## WORK TO COMPLETE
Using the entries that follow, report the number of lines that include the string "cleaned", without any other text.

[Dataset entries]

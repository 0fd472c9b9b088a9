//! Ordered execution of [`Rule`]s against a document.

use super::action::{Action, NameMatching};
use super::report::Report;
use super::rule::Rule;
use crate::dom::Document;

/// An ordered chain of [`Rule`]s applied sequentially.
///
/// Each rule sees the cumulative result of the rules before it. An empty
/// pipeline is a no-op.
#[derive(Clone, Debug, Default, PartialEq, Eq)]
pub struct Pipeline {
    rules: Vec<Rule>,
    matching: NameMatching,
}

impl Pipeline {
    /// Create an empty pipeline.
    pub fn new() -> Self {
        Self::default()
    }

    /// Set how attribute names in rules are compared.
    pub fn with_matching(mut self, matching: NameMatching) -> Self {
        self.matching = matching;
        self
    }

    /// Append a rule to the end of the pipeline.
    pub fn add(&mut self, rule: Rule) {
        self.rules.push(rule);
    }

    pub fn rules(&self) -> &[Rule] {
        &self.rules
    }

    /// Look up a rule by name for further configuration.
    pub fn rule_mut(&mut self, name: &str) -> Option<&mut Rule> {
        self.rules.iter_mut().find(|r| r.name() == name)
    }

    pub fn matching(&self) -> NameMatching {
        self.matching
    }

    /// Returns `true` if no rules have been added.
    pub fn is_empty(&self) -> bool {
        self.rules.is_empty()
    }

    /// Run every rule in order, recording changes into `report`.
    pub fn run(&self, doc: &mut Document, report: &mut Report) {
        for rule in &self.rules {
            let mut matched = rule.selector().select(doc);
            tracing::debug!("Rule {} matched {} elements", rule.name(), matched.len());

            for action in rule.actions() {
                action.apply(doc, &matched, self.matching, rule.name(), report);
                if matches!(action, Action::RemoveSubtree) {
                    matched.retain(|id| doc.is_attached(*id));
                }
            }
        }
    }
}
* * *
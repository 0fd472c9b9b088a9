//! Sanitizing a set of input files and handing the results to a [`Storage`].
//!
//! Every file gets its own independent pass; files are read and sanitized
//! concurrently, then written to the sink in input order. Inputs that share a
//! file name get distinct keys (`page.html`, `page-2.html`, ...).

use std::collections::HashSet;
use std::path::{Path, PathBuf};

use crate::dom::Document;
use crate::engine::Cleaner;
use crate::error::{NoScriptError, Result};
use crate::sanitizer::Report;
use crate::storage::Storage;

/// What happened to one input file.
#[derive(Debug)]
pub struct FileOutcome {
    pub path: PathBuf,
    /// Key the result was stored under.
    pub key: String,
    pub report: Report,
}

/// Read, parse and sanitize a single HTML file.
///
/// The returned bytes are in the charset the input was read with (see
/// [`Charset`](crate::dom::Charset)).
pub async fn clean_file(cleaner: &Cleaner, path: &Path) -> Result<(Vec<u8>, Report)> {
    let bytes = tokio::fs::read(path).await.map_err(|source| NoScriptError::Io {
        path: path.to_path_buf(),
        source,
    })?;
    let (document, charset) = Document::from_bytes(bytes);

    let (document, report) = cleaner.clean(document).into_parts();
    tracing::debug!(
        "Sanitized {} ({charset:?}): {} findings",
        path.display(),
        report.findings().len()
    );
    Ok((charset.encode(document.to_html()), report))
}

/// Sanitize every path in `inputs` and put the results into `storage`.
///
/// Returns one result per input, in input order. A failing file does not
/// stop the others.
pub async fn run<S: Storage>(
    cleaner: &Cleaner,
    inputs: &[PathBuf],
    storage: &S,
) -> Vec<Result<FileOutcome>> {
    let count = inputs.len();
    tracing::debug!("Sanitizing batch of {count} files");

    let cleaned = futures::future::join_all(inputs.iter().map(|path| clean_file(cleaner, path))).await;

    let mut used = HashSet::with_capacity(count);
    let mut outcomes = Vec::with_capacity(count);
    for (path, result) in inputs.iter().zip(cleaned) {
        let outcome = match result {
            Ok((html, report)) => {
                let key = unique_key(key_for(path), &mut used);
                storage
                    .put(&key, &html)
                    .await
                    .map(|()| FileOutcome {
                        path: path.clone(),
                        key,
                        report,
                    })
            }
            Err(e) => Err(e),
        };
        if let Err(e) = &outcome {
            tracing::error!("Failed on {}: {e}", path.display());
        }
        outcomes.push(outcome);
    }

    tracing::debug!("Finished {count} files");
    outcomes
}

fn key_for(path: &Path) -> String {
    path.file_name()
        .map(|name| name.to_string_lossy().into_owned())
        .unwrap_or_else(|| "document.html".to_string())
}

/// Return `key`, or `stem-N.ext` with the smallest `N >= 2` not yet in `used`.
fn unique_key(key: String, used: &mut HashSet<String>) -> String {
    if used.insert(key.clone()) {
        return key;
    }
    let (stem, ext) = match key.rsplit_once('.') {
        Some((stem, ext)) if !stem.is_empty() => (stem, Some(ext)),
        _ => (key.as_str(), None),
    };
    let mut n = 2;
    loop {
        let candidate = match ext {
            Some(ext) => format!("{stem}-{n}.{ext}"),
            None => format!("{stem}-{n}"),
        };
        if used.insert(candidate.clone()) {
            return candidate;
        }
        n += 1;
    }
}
---
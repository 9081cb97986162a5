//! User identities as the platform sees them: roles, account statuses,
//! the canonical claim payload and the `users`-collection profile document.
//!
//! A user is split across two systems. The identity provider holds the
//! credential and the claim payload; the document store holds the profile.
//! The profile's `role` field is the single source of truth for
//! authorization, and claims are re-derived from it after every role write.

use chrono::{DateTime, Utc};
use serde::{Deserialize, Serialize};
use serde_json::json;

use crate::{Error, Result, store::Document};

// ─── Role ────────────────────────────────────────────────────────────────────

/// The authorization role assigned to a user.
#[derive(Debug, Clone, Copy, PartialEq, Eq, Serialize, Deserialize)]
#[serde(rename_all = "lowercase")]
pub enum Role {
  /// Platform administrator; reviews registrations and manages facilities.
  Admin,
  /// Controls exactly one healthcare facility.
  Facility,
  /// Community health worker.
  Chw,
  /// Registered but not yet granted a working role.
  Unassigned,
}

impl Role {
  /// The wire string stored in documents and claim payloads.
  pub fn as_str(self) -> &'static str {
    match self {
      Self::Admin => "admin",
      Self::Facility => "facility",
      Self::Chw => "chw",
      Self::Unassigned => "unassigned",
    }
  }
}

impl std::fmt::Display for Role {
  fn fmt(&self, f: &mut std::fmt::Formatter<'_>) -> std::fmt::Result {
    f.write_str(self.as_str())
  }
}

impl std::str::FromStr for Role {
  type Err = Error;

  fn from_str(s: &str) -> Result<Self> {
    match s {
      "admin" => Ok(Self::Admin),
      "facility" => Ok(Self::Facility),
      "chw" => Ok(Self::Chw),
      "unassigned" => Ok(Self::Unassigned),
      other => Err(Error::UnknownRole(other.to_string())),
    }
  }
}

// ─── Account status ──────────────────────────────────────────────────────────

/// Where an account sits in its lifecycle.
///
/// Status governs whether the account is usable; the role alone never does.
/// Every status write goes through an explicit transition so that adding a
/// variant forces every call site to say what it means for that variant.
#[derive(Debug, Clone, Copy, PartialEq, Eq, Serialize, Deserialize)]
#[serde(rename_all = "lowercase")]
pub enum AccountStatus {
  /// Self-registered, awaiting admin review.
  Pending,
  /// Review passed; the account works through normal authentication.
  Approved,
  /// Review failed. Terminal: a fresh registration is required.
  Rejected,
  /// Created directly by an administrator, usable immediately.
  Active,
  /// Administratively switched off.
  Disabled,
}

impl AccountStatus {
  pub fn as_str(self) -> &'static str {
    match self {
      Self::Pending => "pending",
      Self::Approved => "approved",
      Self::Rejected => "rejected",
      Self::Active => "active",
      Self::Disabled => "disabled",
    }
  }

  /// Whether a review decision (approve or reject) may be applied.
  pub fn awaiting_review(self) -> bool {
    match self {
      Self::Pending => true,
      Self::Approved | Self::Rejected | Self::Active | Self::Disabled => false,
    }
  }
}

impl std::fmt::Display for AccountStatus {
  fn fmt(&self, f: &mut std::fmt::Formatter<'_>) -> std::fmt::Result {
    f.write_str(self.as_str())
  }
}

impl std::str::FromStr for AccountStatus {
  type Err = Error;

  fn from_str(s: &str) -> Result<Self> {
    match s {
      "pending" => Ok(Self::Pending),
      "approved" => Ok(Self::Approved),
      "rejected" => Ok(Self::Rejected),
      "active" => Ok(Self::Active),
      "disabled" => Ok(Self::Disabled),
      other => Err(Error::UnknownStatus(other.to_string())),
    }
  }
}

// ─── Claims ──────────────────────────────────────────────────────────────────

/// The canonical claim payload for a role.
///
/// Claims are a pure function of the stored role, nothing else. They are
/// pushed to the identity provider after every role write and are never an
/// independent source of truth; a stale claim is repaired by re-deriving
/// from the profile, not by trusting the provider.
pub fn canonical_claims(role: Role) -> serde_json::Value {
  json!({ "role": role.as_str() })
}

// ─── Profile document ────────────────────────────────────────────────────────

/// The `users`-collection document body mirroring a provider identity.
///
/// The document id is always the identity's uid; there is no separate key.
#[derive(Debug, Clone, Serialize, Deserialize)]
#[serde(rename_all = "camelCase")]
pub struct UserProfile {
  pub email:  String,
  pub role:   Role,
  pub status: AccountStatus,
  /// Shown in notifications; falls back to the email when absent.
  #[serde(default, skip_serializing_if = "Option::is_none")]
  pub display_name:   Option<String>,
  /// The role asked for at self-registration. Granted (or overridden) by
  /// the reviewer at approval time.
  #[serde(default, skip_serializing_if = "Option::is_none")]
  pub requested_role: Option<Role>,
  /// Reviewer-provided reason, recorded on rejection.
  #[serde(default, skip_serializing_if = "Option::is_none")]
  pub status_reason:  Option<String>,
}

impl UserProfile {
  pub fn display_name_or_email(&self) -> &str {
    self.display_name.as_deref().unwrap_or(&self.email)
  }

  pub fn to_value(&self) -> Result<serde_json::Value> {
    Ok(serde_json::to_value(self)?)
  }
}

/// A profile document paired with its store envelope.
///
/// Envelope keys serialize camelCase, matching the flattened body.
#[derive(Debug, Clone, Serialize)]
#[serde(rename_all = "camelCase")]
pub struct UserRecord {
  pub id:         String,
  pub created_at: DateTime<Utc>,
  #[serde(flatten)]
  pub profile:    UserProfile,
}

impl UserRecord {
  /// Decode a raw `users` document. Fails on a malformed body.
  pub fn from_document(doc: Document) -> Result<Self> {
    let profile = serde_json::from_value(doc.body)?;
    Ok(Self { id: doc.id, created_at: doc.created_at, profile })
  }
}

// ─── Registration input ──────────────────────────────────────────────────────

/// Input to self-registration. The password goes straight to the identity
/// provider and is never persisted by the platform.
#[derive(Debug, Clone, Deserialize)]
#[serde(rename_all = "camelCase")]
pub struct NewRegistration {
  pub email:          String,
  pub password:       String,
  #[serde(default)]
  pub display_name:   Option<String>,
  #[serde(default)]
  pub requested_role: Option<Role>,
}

## PROBLEM SOLUTION
2